Powerful winter storms this past President's Day weekend spurred a flurry of car accidents in North Carolina and surrounding states, traditionally known for milder weather.
Our Asheville car accident attorneys know that unless you're a northern transplant, you likely don't have much experience driving in the snow and ice. That's because North Carolina and most surrounding states are known for sunshine. Cooler nights from November through March might cause us to break out a sweater or two, but rarely do salt trucks patrol neighborhoods here the way they do up north during the winter months.
That's what took so many people off guard in the recent spate of storms that sprawled from Kentucky and Tennessee to Virginia, West Virginia and throughout North Carolina, dumping more than 9 inches of snow across the region.
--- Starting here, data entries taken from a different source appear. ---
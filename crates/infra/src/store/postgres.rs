//! Postgres-backed access store.
//!
//! ## Error Mapping
//!
//! SQLx errors are mapped to `StoreError` as follows:
//!
//! | SQLx Error | PostgreSQL Error Code | StoreError |
//! |------------|----------------------|------------|
//! | Database (unique violation) | `23505` | `UniqueViolation { constraint }` |
//! | Database (foreign key violation) | `23503` | `ForeignKeyViolation { constraint }` |
//! | Database (other) | Any other | `Backend` |
//! | PoolClosed / RowNotFound / Other | N/A | `Backend` |
//!
//! Constraint names in [`SCHEMA`] match [`super::constraints`], which is what
//! lets the services translate a violation into the right domain error.
//!
//! Names sort with `COLLATE "C"` so listings come back in the same byte order
//! the services and the in-memory store use.
//!
//! ## Grant uniqueness
//!
//! `NULL` never equals `NULL` in a plain unique constraint, so two global grants
//! of the same permission would both be accepted. The `uq_user_permissions_scope`
//! index compares `COALESCE(id, 0)` instead, which is safe because serial ids
//! start at 1.

use std::sync::Arc;

use async_trait::async_trait;
use sqlx::postgres::PgRow;
use sqlx::{PgPool, Postgres, Row, Transaction};
use tracing::instrument;

use geoaccess_auth::{
    CredentialRecord, Country, Department, GrantBatchOutcome, GrantKey, Permission,
    PermissionRemoval, Region, Role, Scope, ScopedGrant, User, UserDraft,
};
use geoaccess_core::{CountryId, DepartmentId, PermissionId, RegionId, RoleId, UserId};

use super::r#trait::{CatalogStore, DirectoryStore, GeographyStore, StoreError, StoreResult};

/// Idempotent DDL applied by [`PostgresStore::migrate`].
pub const SCHEMA: &str = r#"
CREATE TABLE IF NOT EXISTS countries (
    id   BIGSERIAL PRIMARY KEY,
    name TEXT NOT NULL,
    CONSTRAINT uq_countries_name UNIQUE (name)
);

CREATE TABLE IF NOT EXISTS regions (
    id         BIGSERIAL PRIMARY KEY,
    country_id BIGINT NOT NULL,
    name       TEXT NOT NULL,
    CONSTRAINT fk_regions_country FOREIGN KEY (country_id) REFERENCES countries (id),
    CONSTRAINT uq_regions_country_name UNIQUE (country_id, name)
);

CREATE TABLE IF NOT EXISTS departments (
    id        BIGSERIAL PRIMARY KEY,
    region_id BIGINT NOT NULL,
    name      TEXT NOT NULL,
    CONSTRAINT fk_departments_region FOREIGN KEY (region_id) REFERENCES regions (id),
    CONSTRAINT uq_departments_region_name UNIQUE (region_id, name)
);

CREATE TABLE IF NOT EXISTS roles (
    id          BIGSERIAL PRIMARY KEY,
    name        TEXT NOT NULL,
    description TEXT,
    CONSTRAINT uq_roles_name UNIQUE (name)
);

CREATE TABLE IF NOT EXISTS permissions (
    id          BIGSERIAL PRIMARY KEY,
    name        TEXT NOT NULL,
    description TEXT,
    CONSTRAINT uq_permissions_name UNIQUE (name)
);

CREATE TABLE IF NOT EXISTS role_permissions (
    role_id       BIGINT NOT NULL,
    permission_id BIGINT NOT NULL,
    CONSTRAINT pk_role_permissions PRIMARY KEY (role_id, permission_id),
    CONSTRAINT fk_role_permissions_role FOREIGN KEY (role_id) REFERENCES roles (id),
    CONSTRAINT fk_role_permissions_permission FOREIGN KEY (permission_id) REFERENCES permissions (id)
);

CREATE TABLE IF NOT EXISTS users (
    id            BIGSERIAL PRIMARY KEY,
    name          TEXT NOT NULL,
    email         TEXT NOT NULL,
    password_hash TEXT NOT NULL,
    role_id       BIGINT NOT NULL,
    department_id BIGINT,
    created_at    TIMESTAMPTZ NOT NULL DEFAULT now(),
    CONSTRAINT uq_users_email UNIQUE (email),
    CONSTRAINT fk_users_role FOREIGN KEY (role_id) REFERENCES roles (id),
    CONSTRAINT fk_users_department FOREIGN KEY (department_id) REFERENCES departments (id)
);

CREATE TABLE IF NOT EXISTS user_permissions (
    id            BIGSERIAL PRIMARY KEY,
    user_id       BIGINT NOT NULL,
    permission_id BIGINT NOT NULL,
    country_id    BIGINT,
    region_id     BIGINT,
    department_id BIGINT,
    granted_at    TIMESTAMPTZ NOT NULL DEFAULT now(),
    CONSTRAINT fk_user_permissions_user FOREIGN KEY (user_id) REFERENCES users (id) ON DELETE CASCADE,
    CONSTRAINT fk_user_permissions_permission FOREIGN KEY (permission_id) REFERENCES permissions (id),
    CONSTRAINT fk_user_permissions_country FOREIGN KEY (country_id) REFERENCES countries (id),
    CONSTRAINT fk_user_permissions_region FOREIGN KEY (region_id) REFERENCES regions (id),
    CONSTRAINT fk_user_permissions_department FOREIGN KEY (department_id) REFERENCES departments (id),
    CONSTRAINT ck_user_permissions_shape CHECK (
        (department_id IS NULL OR region_id IS NOT NULL)
        AND (region_id IS NULL OR country_id IS NOT NULL)
    )
);

CREATE UNIQUE INDEX IF NOT EXISTS uq_user_permissions_scope ON user_permissions (
    user_id,
    permission_id,
    COALESCE(country_id, 0),
    COALESCE(region_id, 0),
    COALESCE(department_id, 0)
);
"#;

/// Postgres-backed access store.
///
/// Multi-row writes (user plus grants, permission cascade) run in a single
/// transaction; everything else is a single statement against the pool.
#[derive(Debug, Clone)]
pub struct PostgresStore {
    pool: Arc<PgPool>,
}

impl PostgresStore {
    pub fn new(pool: PgPool) -> Self {
        Self { pool: Arc::new(pool) }
    }

    /// Apply [`SCHEMA`]. Safe to run on every start.
    #[instrument(skip(self), err)]
    pub async fn migrate(&self) -> StoreResult<()> {
        sqlx::raw_sql(SCHEMA)
            .execute(&*self.pool)
            .await
            .map_err(|e| map_sqlx_error("migrate", e))?;
        Ok(())
    }
}

// ─────────────────────────────────────────────────────────────────────────────
// Row mapping
// ─────────────────────────────────────────────────────────────────────────────

fn col<'r, T>(row: &'r PgRow, name: &str) -> StoreResult<T>
where
    T: sqlx::Decode<'r, Postgres> + sqlx::Type<Postgres>,
{
    row.try_get(name)
        .map_err(|e| StoreError::Backend(format!("failed to read column {name}: {e}")))
}

fn country_from_row(row: &PgRow) -> StoreResult<Country> {
    Ok(Country {
        id: CountryId::from_db(col(row, "id")?),
        name: col(row, "name")?,
    })
}

fn region_from_row(row: &PgRow) -> StoreResult<Region> {
    Ok(Region {
        id: RegionId::from_db(col(row, "id")?),
        country_id: CountryId::from_db(col(row, "country_id")?),
        name: col(row, "name")?,
    })
}

fn department_from_row(row: &PgRow) -> StoreResult<Department> {
    Ok(Department {
        id: DepartmentId::from_db(col(row, "id")?),
        region_id: RegionId::from_db(col(row, "region_id")?),
        name: col(row, "name")?,
    })
}

fn role_from_row(row: &PgRow) -> StoreResult<Role> {
    Ok(Role {
        id: RoleId::from_db(col(row, "id")?),
        name: col(row, "name")?,
        description: col(row, "description")?,
    })
}

fn permission_from_row(row: &PgRow) -> StoreResult<Permission> {
    Ok(Permission {
        id: PermissionId::from_db(col(row, "id")?),
        name: col(row, "name")?,
        description: col(row, "description")?,
    })
}

fn user_from_row(row: &PgRow) -> StoreResult<User> {
    let department_id: Option<i64> = col(row, "department_id")?;
    let password_hash: String = col(row, "password_hash")?;
    Ok(User {
        id: UserId::from_db(col(row, "id")?),
        name: col(row, "name")?,
        email: col(row, "email")?,
        credential: CredentialRecord::new(password_hash),
        role_id: RoleId::from_db(col(row, "role_id")?),
        department_id: department_id.map(DepartmentId::from_db),
        created_at: col(row, "created_at")?,
    })
}

fn grant_from_row(row: &PgRow) -> StoreResult<ScopedGrant> {
    let country_id: Option<i64> = col(row, "country_id")?;
    let region_id: Option<i64> = col(row, "region_id")?;
    let department_id: Option<i64> = col(row, "department_id")?;
    Ok(ScopedGrant {
        user_id: UserId::from_db(col(row, "user_id")?),
        permission_id: PermissionId::from_db(col(row, "permission_id")?),
        scope: Scope {
            country_id: country_id.map(CountryId::from_db),
            region_id: region_id.map(RegionId::from_db),
            department_id: department_id.map(DepartmentId::from_db),
        },
        granted_at: col(row, "granted_at")?,
    })
}

fn collect<T>(rows: Vec<PgRow>, map: fn(&PgRow) -> StoreResult<T>) -> StoreResult<Vec<T>> {
    rows.iter().map(map).collect()
}

// ─────────────────────────────────────────────────────────────────────────────
// Geography
// ─────────────────────────────────────────────────────────────────────────────

#[async_trait]
impl GeographyStore for PostgresStore {
    #[instrument(skip(self), err)]
    async fn insert_country(&self, name: &str) -> StoreResult<Country> {
        let row = sqlx::query("INSERT INTO countries (name) VALUES ($1) RETURNING id, name")
            .bind(name)
            .fetch_one(&*self.pool)
            .await
            .map_err(|e| map_sqlx_error("insert_country", e))?;
        country_from_row(&row)
    }

    #[instrument(skip(self), fields(country_id = %country_id), err)]
    async fn insert_region(&self, country_id: CountryId, name: &str) -> StoreResult<Region> {
        let row = sqlx::query(
            "INSERT INTO regions (country_id, name) VALUES ($1, $2) RETURNING id, country_id, name",
        )
        .bind(i64::from(country_id))
        .bind(name)
        .fetch_one(&*self.pool)
        .await
        .map_err(|e| map_sqlx_error("insert_region", e))?;
        region_from_row(&row)
    }

    #[instrument(skip(self), fields(region_id = %region_id), err)]
    async fn insert_department(&self, region_id: RegionId, name: &str) -> StoreResult<Department> {
        let row = sqlx::query(
            "INSERT INTO departments (region_id, name) VALUES ($1, $2) RETURNING id, region_id, name",
        )
        .bind(i64::from(region_id))
        .bind(name)
        .fetch_one(&*self.pool)
        .await
        .map_err(|e| map_sqlx_error("insert_department", e))?;
        department_from_row(&row)
    }

    async fn country(&self, id: CountryId) -> StoreResult<Option<Country>> {
        sqlx::query("SELECT id, name FROM countries WHERE id = $1")
            .bind(i64::from(id))
            .fetch_optional(&*self.pool)
            .await
            .map_err(|e| map_sqlx_error("country", e))?
            .as_ref()
            .map(country_from_row)
            .transpose()
    }

    async fn region(&self, id: RegionId) -> StoreResult<Option<Region>> {
        sqlx::query("SELECT id, country_id, name FROM regions WHERE id = $1")
            .bind(i64::from(id))
            .fetch_optional(&*self.pool)
            .await
            .map_err(|e| map_sqlx_error("region", e))?
            .as_ref()
            .map(region_from_row)
            .transpose()
    }

    async fn department(&self, id: DepartmentId) -> StoreResult<Option<Department>> {
        sqlx::query("SELECT id, region_id, name FROM departments WHERE id = $1")
            .bind(i64::from(id))
            .fetch_optional(&*self.pool)
            .await
            .map_err(|e| map_sqlx_error("department", e))?
            .as_ref()
            .map(department_from_row)
            .transpose()
    }

    async fn country_by_name(&self, name: &str) -> StoreResult<Option<Country>> {
        sqlx::query("SELECT id, name FROM countries WHERE name = $1")
            .bind(name)
            .fetch_optional(&*self.pool)
            .await
            .map_err(|e| map_sqlx_error("country_by_name", e))?
            .as_ref()
            .map(country_from_row)
            .transpose()
    }

    async fn region_by_name(&self, country_id: CountryId, name: &str) -> StoreResult<Option<Region>> {
        sqlx::query("SELECT id, country_id, name FROM regions WHERE country_id = $1 AND name = $2")
            .bind(i64::from(country_id))
            .bind(name)
            .fetch_optional(&*self.pool)
            .await
            .map_err(|e| map_sqlx_error("region_by_name", e))?
            .as_ref()
            .map(region_from_row)
            .transpose()
    }

    async fn department_by_name(&self, region_id: RegionId, name: &str) -> StoreResult<Option<Department>> {
        sqlx::query("SELECT id, region_id, name FROM departments WHERE region_id = $1 AND name = $2")
            .bind(i64::from(region_id))
            .bind(name)
            .fetch_optional(&*self.pool)
            .await
            .map_err(|e| map_sqlx_error("department_by_name", e))?
            .as_ref()
            .map(department_from_row)
            .transpose()
    }

    async fn countries(&self) -> StoreResult<Vec<Country>> {
        let rows = sqlx::query("SELECT id, name FROM countries ORDER BY name COLLATE \"C\" ASC, id ASC")
            .fetch_all(&*self.pool)
            .await
            .map_err(|e| map_sqlx_error("countries", e))?;
        collect(rows, country_from_row)
    }

    async fn regions(&self, country_id: Option<CountryId>) -> StoreResult<Vec<Region>> {
        let rows = sqlx::query(
            r#"
            SELECT id, country_id, name
            FROM regions
            WHERE ($1::BIGINT IS NULL OR country_id = $1)
            ORDER BY name COLLATE "C" ASC, id ASC
            "#,
        )
        .bind(country_id.map(i64::from))
        .fetch_all(&*self.pool)
        .await
        .map_err(|e| map_sqlx_error("regions", e))?;
        collect(rows, region_from_row)
    }

    async fn departments(&self, region_id: Option<RegionId>) -> StoreResult<Vec<Department>> {
        let rows = sqlx::query(
            r#"
            SELECT id, region_id, name
            FROM departments
            WHERE ($1::BIGINT IS NULL OR region_id = $1)
            ORDER BY name COLLATE "C" ASC, id ASC
            "#,
        )
        .bind(region_id.map(i64::from))
        .fetch_all(&*self.pool)
        .await
        .map_err(|e| map_sqlx_error("departments", e))?;
        collect(rows, department_from_row)
    }
}
use axum::http::StatusCode;
use axum::response::IntoResponse;
use serde::Serialize;
use serde_json::json;

use geoaccess_core::{DomainError, DomainResult, ErrorKind};

pub fn status_for(kind: ErrorKind) -> StatusCode {
    match kind {
        ErrorKind::Validation | ErrorKind::WeakPassword | ErrorKind::InvalidRole | ErrorKind::InvalidParent => {
            StatusCode::BAD_REQUEST
        }
        ErrorKind::NotFound => StatusCode::NOT_FOUND,
        ErrorKind::DuplicateName
        | ErrorKind::DuplicateEmail
        | ErrorKind::AlreadyAssigned
        | ErrorKind::HasDependents => StatusCode::CONFLICT,
        ErrorKind::StorageFailure => StatusCode::INTERNAL_SERVER_ERROR,
    }
}

pub fn domain_error_to_response(err: DomainError) -> axum::response::Response {
    let kind = err.kind();
    let status = status_for(kind);
    if status.is_server_error() {
        tracing::error!(error = %err, "request failed");
    }
    json_error(status, kind.as_str(), err.to_string())
}

pub fn json_error(
    status: StatusCode,
    code: &'static str,
    message: impl Into<String>,
) -> axum::response::Response {
    (
        status,
        axum::Json(json!({
            "error": code,
            "message": message.into(),
        })),
    )
        .into_response()
}

/// `{"data": value}` with the given status.
pub fn data<T: Serialize>(status: StatusCode, value: T) -> axum::response::Response {
    (status, axum::Json(json!({ "data": value }))).into_response()
}

/// Success as `{"data": ..}`, failure as the mapped error body.
pub fn respond<T: Serialize>(status: StatusCode, result: DomainResult<T>) -> axum::response::Response {
    match result {
        Ok(value) => data(status, value),
        Err(e) => domain_error_to_response(e),
    }
}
Specifically in North Carolina, the Associated Press reported that cars were slip-sliding off the roadways in Raleigh and the surrounding areas on Monday morning. In Wake County alone, the North Carolina State Highway Patrol reported more than 24 accidents. In one crash, a car slid on the ice and hit a police cruiser. At the time, the officer had been on scene investigating another accident. In many instances, it was reported that sleet, snow and rain were a contributing factor in a number of crashes.
Elsewhere in the region:
--In Virginia, although salt trucks covered most of the major interstates, there were more than a few dozen accidents, including a tractor-trailer crash on I-64. Ice remained a hazard on overpasses, ramps and bridges throughout the state.
--In Virginia and West Virginia, more than 66,000 customers lost power. In Kentucky, there were more than another 33,000 without power. These outages affected a number of traffic signals as well, which likely was a contributing factor in several crashes.
--In Tennessee, there were 20 vehicles that crashed on I-75, bordering Kentucky. Troopers attributed the pile-up to a "white-out" caused by dense fog and heavy snow.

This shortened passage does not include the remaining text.